Au Moyen-Orient, l’inquiétude perce

La chute du président tunisien sous la pression de la rue constitue un avertissement pour les régimes autoritaires qui dominent le monde arabe, face à des populations en proie à des problèmes souvent proches de ceux des Tunisiens, soulignent des spécialistes.
L'inquiétude perçait hier au Moyen-Orient après la chute de Zine el-Abidine Ben Ali, les gouvernements redoutant le chaos dans le pays et les oppositions appelant à s'inspirer de ce soulèvement populaire.
« Nous sommes inquiets de la situation en Tunisie », a déclaré le porte-parole du ministère des Affaires étrangères iranien, Ramin Mehmanparast. « Nous espérons que les demandes de la nation musulmane tunisienne seront satisfaites grâce à des moyens pacifiques et non violents », a-t-il ajouté.
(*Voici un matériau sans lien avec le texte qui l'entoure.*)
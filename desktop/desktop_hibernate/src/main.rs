/*
 *  Copyright (C) 2025  Markus Elias Gerber
 *
 *  This program is free software: you can redistribute it and/or modify
 *  it under the terms of the GNU General Public License as published by
 *  the Free Software Foundation, either version 3 of the License, or
 *  (at your option) any later version.
 *
 *  This program is distributed in the hope that it will be useful,
 *  but WITHOUT ANY WARRANTY; without even the implied warranty of
 *  MERCHANTABILITY or FITNESS FOR A PARTICULAR PURPOSE.  See the
 *  GNU General Public License for more details.
 *
 *  You should have received a copy of the GNU General Public License
 *  along with this program.  If not, see <https://www.gnu.org/licenses/>.
 */

use std::process::exit;

use env_logger::{Builder, Env};
use hibernate::{
    modules::{
        block_device::FileBlockDevice,
        memory::{FrameKind, PhysicalMemoryModule, SimulatedMemory},
        platform::SimulatedPlatform,
        swap::SwapArea,
    },
    signature::{format_swap, SwapVersion},
    HibernateConfig, HibernationSession, Pfn, SystemIdentity, PAGE_SIZE,
};
use log::{error, info};
use rand::{rngs::SmallRng, RngCore, SeedableRng};

const NUM_PAGES: usize = 4096;
const RESERVED_END: Pfn = 64;
const USED_PAGES: usize = 1500;
const SWAP_BLOCKS: usize = 2048;
const SWAP_FILE: &str = "/tmp/desktop_hibernate_swap.tmp";

fn get_identity() -> SystemIdentity {
    SystemIdentity {
        version_code: 0x020600,
        machine: std::env::consts::ARCH.to_string(),
        version: "#1 desktop".to_string(),
        num_cpus: 1,
    }
}

/// Machine before hibernation, every used frame holds random data
fn boot_machine(seed: u64) -> SimulatedMemory {
    let mut mem = SimulatedMemory::new(NUM_PAGES, RESERVED_END, 0..4);
    let mut rand = SmallRng::seed_from_u64(seed);

    for _ in 0..USED_PAGES {
        if mem.alloc_pages(0).is_err() {
            break;
        }
    }

    let mut page = [0u8; PAGE_SIZE];
    for pfn in 0..NUM_PAGES {
        if mem.frame_kind(pfn) != FrameKind::Free {
            rand.fill_bytes(&mut page);
            mem.write_frame(pfn, &page);
        }
    }
    mem
}

fn saved_frames(mem: &SimulatedMemory) -> Vec<(Pfn, Vec<u8>)> {
    (0..mem.num_physpages())
        .filter(|pfn| match mem.frame_kind(*pfn) {
            FrameKind::Reserved => !mem.in_nosave_section(*pfn),
            FrameKind::InUse => !mem.is_nosave(*pfn),
            FrameKind::Free => false,
        })
        .map(|pfn| (pfn, mem.frame(pfn).to_vec()))
        .collect()
}

fn main() {
    Builder::from_env(Env::default())
        .format_module_path(false)
        .init();

    let mut device = match FileBlockDevice::new(SWAP_FILE.to_string(), SWAP_BLOCKS) {
        Ok(device) => device,
        Err(err) => {
            error!("Could not create swap file {}: {}", SWAP_FILE, err);
            exit(1);
        }
    };
    if format_swap(&mut device, SwapVersion::V2).is_err() {
        error!("Could not format swap file {}", SWAP_FILE);
        exit(1);
    }
    let mut swap = SwapArea::new();
    let swap_type = swap.swapon(device);

    let config = HibernateConfig {
        resume_device: Some(swap_type),
        ..Default::default()
    };

    let mem = boot_machine(42);
    let expected = saved_frames(&mem);
    info!("Machine has {} pages worth saving", expected.len());

    let session = HibernationSession::new(
        mem,
        swap,
        SimulatedPlatform::new(),
        config.clone(),
        get_identity(),
    );
    let written = match session.hibernate() {
        Ok(stats) => stats,
        Err(err) => {
            error!("Hibernation failed: {}", err);
            exit(1);
        }
    };
    let (_, swap, _) = session.power_off();

    // the new boot only knows its reserved frames
    let mut mem = SimulatedMemory::new(NUM_PAGES, RESERVED_END, 0..4);
    let mut rand = SmallRng::seed_from_u64(7);
    for _ in 0..200 {
        if let Ok(pfn) = mem.alloc_pages(0) {
            if rand.next_u32() % 2 == 0 {
                mem.free_pages(pfn, 0);
            }
        }
    }

    let session = HibernationSession::new(mem, swap, SimulatedPlatform::new(), config, get_identity());
    let resumed = match session.resume() {
        Ok(Some(stats)) => stats,
        Ok(None) => {
            error!("No image found after hibernation");
            exit(1);
        }
        Err(err) => {
            error!("Resume failed: {}", err);
            exit(1);
        }
    };
    let (mem, _, _) = session.power_off();

    let differing = expected
        .iter()
        .filter(|(pfn, content)| mem.frame(*pfn) != &content[..])
        .count();
    if differing != 0 {
        error!("{} frames differ after resume", differing);
        exit(1);
    }
    info!("All {} frames restored", expected.len());

    let report = serde_json::json!({
        "written": written,
        "resumed": resumed,
    });
    match serde_json::to_string_pretty(&report) {
        Ok(report) => println!("{}", report),
        Err(err) => error!("Could not serialize report: {}", err),
    }
}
À Abou Dhabi, le gouvernement des Émirats arabes unis a exhorté les Tunisiens à faire preuve de « cohésion, à préserver (leur) unité et à éviter tout ce qui pouvait nuire à la sécurité et à la stabilité » de leur pays. L'Organisation de la conférence islamique (OCI) a, de son côté, fait part de sa solidarité et exhorté la Tunisie à « préserver la sécurité et la stabilité ».
Mais les oppositions à ces régimes ont appelé de leurs vœux une éventuelle contagion. En Jordanie, le Front de l'action islamique (FAI) a appelé « tous les régimes arabes à réexaminer leurs politiques ». « La tyrannie est le principal problème du monde arabe », a insisté le FAI, qui organisait avec les Frères musulmans, les syndicats et des partis de gauche un sit-in rassemblant près de 3 000 personnes devant le Parlement hier après-midi pour « dénoncer la politique économique du gouvernement ». Des députés de l'opposition ont également salué le soulèvement tunisien et averti que tous les régimes oppressifs connaîtraient le même sort. « C'est une leçon pour tous les peuples de la région », a estimé le député Ahmad al-Saadoun, un vétéran de la vie parlementaire.
Une blague qui circule au Caire donne le ton de la « rue arabe » : « L'avion de Ben Ali est arrivé à Charm el-Cheikh (résidence du président égyptien Hosni Moubarak sur la mer Rouge), pas pour y rester, mais pour embarquer plus de passagers ! »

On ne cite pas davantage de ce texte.